» **YOUR TASK**
Each line of the material below needs to be returned exactly as written.

******

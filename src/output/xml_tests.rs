use super::*;
use crate::model::{OffendingColumn, OffendingFile, OffendingLine};
use crate::output::render;

fn offending_file() -> OffendingFile {
    let mut file = OffendingFile::new("page.html");
    file.push(OffendingLine::new(
        "<div style=\"a\">",
        7,
        vec![OffendingColumn::new("STYLE", 6, "Inline style.")],
    ));
    file
}

#[test]
fn document_structure_uses_camel_case_element_names() {
    let mut formatter = MinimalXmlFormatter::new();
    let out = render(&[offending_file()], &mut formatter).unwrap();

    assert!(out.starts_with("<offenses>\n"));
    assert!(out.ends_with("</offenses>\n"));
    assert!(out.contains("<offensiveFile>"));
    assert!(out.contains("<filepath>page.html</filepath>"));
    assert!(out.contains("<offensiveLine>"));
    assert!(out.contains("<lineNumber>7</lineNumber>"));
    assert!(out.contains("<offensiveColumn>"));
    assert!(out.contains("<type>STYLE</type>"));
    assert!(out.contains("<column>6</column>"));
    assert!(out.contains("<message>Inline style.</message>"));
    assert!(out.contains("<totalOffenses>1</totalOffenses>"));
}

#[test]
fn line_text_is_escaped() {
    let mut formatter = MinimalXmlFormatter::new();
    let out = render(&[offending_file()], &mut formatter).unwrap();
    assert!(out.contains("<line>&lt;div style=\"a\"&gt;</line>"));
}

#[test]
fn zero_offense_file_keeps_file_element() {
    let mut formatter = MinimalXmlFormatter::new();
    let out = render(&[OffendingFile::new("clean.html")], &mut formatter).unwrap();
    assert!(out.contains("<filepath>clean.html</filepath>"));
    assert!(out.contains("<totalOffenses>0</totalOffenses>"));
    assert!(!out.contains("<offensiveLine>"));
}
//! Per-file assembly: line splitting, leading-tab normalization, cleaning,
//! and packaging of matches into the result model.

use serde::de::Deserializer;
use serde::{Deserialize, Serialize, Serializer};

use crate::finder::{OffenseFinder, PreparedOffenses};
use crate::model::{OffendingFile, OffendingLine};

/// Whitespace cleaning applied to stored offending-line text.
#[derive(Debug, Clone, Copy, PartialEq, Eq, Default)]
pub enum Cleaner {
    #[default]
    None,
    /// Trim leading and trailing whitespace.
    Trailing,
    /// Strip all whitespace and tabs.
    All,
    /// Strip tab characters only.
    AllTabs,
    /// Strip the whitespace class, which covers tabs as well; observably the
    /// same as `All`.
    AllSpaces,
}

impl Cleaner {
    /// Map a config tag to a policy. Unknown tags fall back to `none`.
    #[must_use]
    pub fn from_tag(tag: &str) -> Self {
        match tag.to_lowercase().as_str() {
            "trailing" => Self::Trailing,
            "all" => Self::All,
            "all-tabs" => Self::AllTabs,
            "all-spaces" => Self::AllSpaces,
            _ => Self::None,
        }
    }

    #[must_use]
    pub const fn tag(self) -> &'static str {
        match self {
            Self::None => "none",
            Self::Trailing => "trailing",
            Self::All => "all",
            Self::AllTabs => "all-tabs",
            Self::AllSpaces => "all-spaces",
        }
    }

    #[must_use]
    pub fn apply(self, line: &str) -> String {
        match self {
            Self::None => line.to_string(),
            Self::Trailing => line.trim().to_string(),
            Self::All | Self::AllSpaces => line.chars().filter(|c| !c.is_whitespace()).collect(),
            Self::AllTabs => line.chars().filter(|c| *c != '\t').collect(),
        }
    }
}

impl std::str::FromStr for Cleaner {
    type Err = String;

    fn from_str(s: &str) -> std::result::Result<Self, Self::Err> {
        Ok(Self::from_tag(s))
    }
}

impl Serialize for Cleaner {
    fn serialize<S: Serializer>(&self, serializer: S) -> std::result::Result<S::Ok, S::Error> {
        serializer.serialize_str(self.tag())
    }
}

impl<'de> Deserialize<'de> for Cleaner {
    fn deserialize<D: Deserializer<'de>>(deserializer: D) -> std::result::Result<Self, D::Error> {
        let tag = String::deserialize(deserializer)?;
        Ok(Self::from_tag(&tag))
    }
}

/// Assembles one `OffendingFile` from raw file contents.
pub struct LineAssembler {
    tabwidth: usize,
    cleaner: Cleaner,
}

impl LineAssembler {
    #[must_use]
    pub const fn new(tabwidth: usize, cleaner: Cleaner) -> Self {
        Self { tabwidth, cleaner }
    }

    /// Scan `data` line by line and collect every offending line.
    ///
    /// Lines that are empty after trimming are skipped outright; lines with
    /// zero matches are never materialized. The file itself always appears in
    /// the result, even with no offending lines.
    #[must_use]
    pub fn assemble(
        &self,
        path: &str,
        data: &str,
        finder: &OffenseFinder,
        offenses: Option<&PreparedOffenses>,
    ) -> OffendingFile {
        let extension = file_extension(path);
        let mut file = OffendingFile::new(path);

        for (index, raw_line) in data.lines().enumerate() {
            let normalized = self.expand_leading_tabs(raw_line);
            if normalized.trim().is_empty() {
                continue;
            }
            let columns = finder.find(&extension, &normalized, offenses);
            if columns.is_empty() {
                continue;
            }
            file.push(OffendingLine::new(
                self.cleaner.apply(&normalized),
                index + 1,
                columns,
            ));
        }
        file
    }

    /// Replace each tab in the leading whitespace run with `tabwidth` spaces.
    ///
    /// Only the leading run is touched: a tab later in the line may itself be
    /// part of an offending pattern and must be left as is.
    fn expand_leading_tabs(&self, line: &str) -> String {
        let lead_end = line
            .char_indices()
            .find(|(_, c)| !c.is_whitespace())
            .map_or(line.len(), |(i, _)| i);
        let (lead, rest) = line.split_at(lead_end);
        if !lead.contains('\t') {
            return line.to_string();
        }
        let spaces = " ".repeat(self.tabwidth);
        format!("{}{rest}", lead.replace('\t', &spaces))
    }
}

/// Lowercased last dot-separated segment of the path; the whole path when no
/// dot is present.
#[must_use]
pub fn file_extension(path: &str) -> String {
    path.rsplit('.').next().unwrap_or(path).to_lowercase()
}

#[cfg(test)]
#[path = "mod_tests.rs"]
mod tests;
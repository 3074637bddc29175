mod directory;
mod filter;

pub use directory::DirectoryScanner;
pub use filter::{FileFilter, GlobFilter};

use std::path::{Path, PathBuf};

use crate::error::Result;

/// Trait for discovering scannable files under a root path.
pub trait FileScanner {
    /// Collect files under `root`. A file root yields itself when the filter
    /// accepts it.
    ///
    /// # Errors
    /// Returns an error if the walk cannot be performed.
    fn scan(&self, root: &Path) -> Result<Vec<PathBuf>>;
}
use std::path::PathBuf;

use thiserror::Error;

#[derive(Error, Debug)]
pub enum NotifyOffensesError {
    #[error("Configuration error: {0}")]
    Config(String),

    #[error("Failed to read file: {path}")]
    FileRead {
        path: PathBuf,
        #[source]
        source: std::io::Error,
    },

    #[error("Failed to write file: {path}")]
    FileWrite {
        path: PathBuf,
        #[source]
        source: std::io::Error,
    },

    #[error("Invalid offense pattern: {pattern}")]
    InvalidPattern {
        pattern: String,
        #[source]
        source: regex::Error,
    },

    #[error("Invalid glob pattern: {pattern}")]
    InvalidGlob {
        pattern: String,
        #[source]
        source: globset::Error,
    },

    #[error("IO error: {0}")]
    Io(#[from] std::io::Error),

    #[error("TOML parse error: {0}")]
    TomlParse(#[from] toml::de::Error),

    #[error("JSON serialization error: {0}")]
    JsonSerialize(#[from] serde_json::Error),
}

pub type Result<T> = std::result::Result<T, NotifyOffensesError>;

#[cfg(test)]
#[path = "error_tests.rs"]
mod tests;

******

» **OUTPUT FOR THIS EXERCISE**
filename src/output/xml_tests.rs
use super::*;
use crate::model::{OffendingColumn, OffendingFile, OffendingLine};
use crate::output::render;

fn offending_file() -> OffendingFile {
    let mut file = OffendingFile::new("page.html");
    file.push(OffendingLine::new(
        "<div style=\"a\">",
        7,
        vec![OffendingColumn::new("STYLE", 6, "Inline style.")],
    ));
    file
}

#[test]
fn document_structure_uses_camel_case_element_names() {
    let mut formatter = MinimalXmlFormatter::new();
    let out = render(&[offending_file()], &mut formatter).unwrap();

    assert!(out.starts_with("<offenses>\n"));
    assert!(out.ends_with("</offenses>\n"));
    assert!(out.contains("<offensiveFile>"));
    assert!(out.contains("<filepath>page.html</filepath>"));
    assert!(out.contains("<offensiveLine>"));
    assert!(out.contains("<lineNumber>7</lineNumber>"));
    assert!(out.contains("<offensiveColumn>"));
    assert!(out.contains("<type>STYLE</type>"));
    assert!(out.contains("<column>6</column>"));
    assert!(out.contains("<message>Inline style.</message>"));
    assert!(out.contains("<totalOffenses>1</totalOffenses>"));
}

#[test]
fn line_text_is_escaped() {
    let mut formatter = MinimalXmlFormatter::new();
    let out = render(&[offending_file()], &mut formatter).unwrap();
    assert!(out.contains("<line>&lt;div style=\"a\"&gt;</line>"));
}

#[test]
fn zero_offense_file_keeps_file_element() {
    let mut formatter = MinimalXmlFormatter::new();
    let out = render(&[OffendingFile::new("clean.html")], &mut formatter).unwrap();
    assert!(out.contains("<filepath>clean.html</filepath>"));
    assert!(out.contains("<totalOffenses>0</totalOffenses>"));
    assert!(!out.contains("<offensiveLine>"));
}
//! Per-file assembly: line splitting, leading-tab normalization, cleaning,
//! and packaging of matches into the result model.

use serde::de::Deserializer;
use serde::{Deserialize, Serialize, Serializer};

use crate::finder::{OffenseFinder, PreparedOffenses};
use crate::model::{OffendingFile, OffendingLine};

/// Whitespace cleaning applied to stored offending-line text.
#[derive(Debug, Clone, Copy, PartialEq, Eq, Default)]
pub enum Cleaner {
    #[default]
    None,
    /// Trim leading and trailing whitespace.
    Trailing,
    /// Strip all whitespace and tabs.
    All,
    /// Strip tab characters only.
    AllTabs,
    /// Strip the whitespace class, which covers tabs as well; observably the
    /// same as `All`.
    AllSpaces,
}

impl Cleaner {
    /// Map a config tag to a policy. Unknown tags fall back to `none`.
    #[must_use]
    pub fn from_tag(tag: &str) -> Self {
        match tag.to_lowercase().as_str() {
            "trailing" => Self::Trailing,
            "all" => Self::All,
            "all-tabs" => Self::AllTabs,
            "all-spaces" => Self::AllSpaces,
            _ => Self::None,
        }
    }

    #[must_use]
    pub const fn tag(self) -> &'static str {
        match self {
            Self::None => "none",
            Self::Trailing => "trailing",
            Self::All => "all",
            Self::AllTabs => "all-tabs",
            Self::AllSpaces => "all-spaces",
        }
    }

    #[must_use]
    pub fn apply(self, line: &str) -> String {
        match self {
            Self::None => line.to_string(),
            Self::Trailing => line.trim().to_string(),
            Self::All | Self::AllSpaces => line.chars().filter(|c| !c.is_whitespace()).collect(),
            Self::AllTabs => line.chars().filter(|c| *c != '\t').collect(),
        }
    }
}

impl std::str::FromStr for Cleaner {
    type Err = String;

    fn from_str(s: &str) -> std::result::Result<Self, Self::Err> {
        Ok(Self::from_tag(s))
    }
}

impl Serialize for Cleaner {
    fn serialize<S: Serializer>(&self, serializer: S) -> std::result::Result<S::Ok, S::Error> {
        serializer.serialize_str(self.tag())
    }
}

impl<'de> Deserialize<'de> for Cleaner {
    fn deserialize<D: Deserializer<'de>>(deserializer: D) -> std::result::Result<Self, D::Error> {
        let tag = String::deserialize(deserializer)?;
        Ok(Self::from_tag(&tag))
    }
}

/// Assembles one `OffendingFile` from raw file contents.
pub struct LineAssembler {
    tabwidth: usize,
    cleaner: Cleaner,
}

impl LineAssembler {
    #[must_use]
    pub const fn new(tabwidth: usize, cleaner: Cleaner) -> Self {
        Self { tabwidth, cleaner }
    }

    /// Scan `data` line by line and collect every offending line.
    ///
    /// Lines that are empty after trimming are skipped outright; lines with
    /// zero matches are never materialized. The file itself always appears in
    /// the result, even with no offending lines.
    #[must_use]
    pub fn assemble(
        &self,
        path: &str,
        data: &str,
        finder: &OffenseFinder,
        offenses: Option<&PreparedOffenses>,
    ) -> OffendingFile {
        let extension = file_extension(path);
        let mut file = OffendingFile::new(path);

        for (index, raw_line) in data.lines().enumerate() {
            let normalized = self.expand_leading_tabs(raw_line);
            if normalized.trim().is_empty() {
                continue;
            }
            let columns = finder.find(&extension, &normalized, offenses);
            if columns.is_empty() {
                continue;
            }
            file.push(OffendingLine::new(
                self.cleaner.apply(&normalized),
                index + 1,
                columns,
            ));
        }
        file
    }

    /// Replace each tab in the leading whitespace run with `tabwidth` spaces.
    ///
    /// Only the leading run is touched: a tab later in the line may itself be
    /// part of an offending pattern and must be left as is.
    fn expand_leading_tabs(&self, line: &str) -> String {
        let lead_end = line
            .char_indices()
            .find(|(_, c)| !c.is_whitespace())
            .map_or(line.len(), |(i, _)| i);
        let (lead, rest) = line.split_at(lead_end);
        if !lead.contains('\t') {
            return line.to_string();
        }
        let spaces = " ".repeat(self.tabwidth);
        format!("{}{rest}", lead.replace('\t', &spaces))
    }
}

/// Lowercased last dot-separated segment of the path; the whole path when no
/// dot is present.
#[must_use]
pub fn file_extension(path: &str) -> String {
    path.rsplit('.').next().unwrap_or(path).to_lowercase()
}

#[cfg(test)]
#[path = "mod_tests.rs"]
mod tests;
repository 3074637bddc29175
mod directory;
mod filter;

pub use directory::DirectoryScanner;
pub use filter::{FileFilter, GlobFilter};

use std::path::{Path, PathBuf};

use crate::error::Result;

/// Trait for discovering scannable files under a root path.
pub trait FileScanner {
    /// Collect files under `root`. A file root yields itself when the filter
    /// accepts it.
    ///
    /// # Errors
    /// Returns an error if the walk cannot be performed.
    fn scan(&self, root: &Path) -> Result<Vec<PathBuf>>;
}
use std::path::PathBuf;

use thiserror::Error;

#[derive(Error, Debug)]
pub enum NotifyOffensesError {
    #[error("Configuration error: {0}")]
    Config(String),

    #[error("Failed to read file: {path}")]
    FileRead {
        path: PathBuf,
        #[source]
        source: std::io::Error,
    },

    #[error("Failed to write file: {path}")]
    FileWrite {
        path: PathBuf,
        #[source]
        source: std::io::Error,
    },

    #[error("Invalid offense pattern: {pattern}")]
    InvalidPattern {
        pattern: String,
        #[source]
        source: regex::Error,
    },

    #[error("Invalid glob pattern: {pattern}")]
    InvalidGlob {
        pattern: String,
        #[source]
        source: globset::Error,
    },

    #[error("IO error: {0}")]
    Io(#[from] std::io::Error),

    #[error("TOML parse error: {0}")]
    TomlParse(#[from] toml::de::Error),

    #[error("JSON serialization error: {0}")]
    JsonSerialize(#[from] serde_json::Error),
}

pub type Result<T> = std::result::Result<T, NotifyOffensesError>;

#[cfg(test)]
#[path = "error_tests.rs"]
mod tests;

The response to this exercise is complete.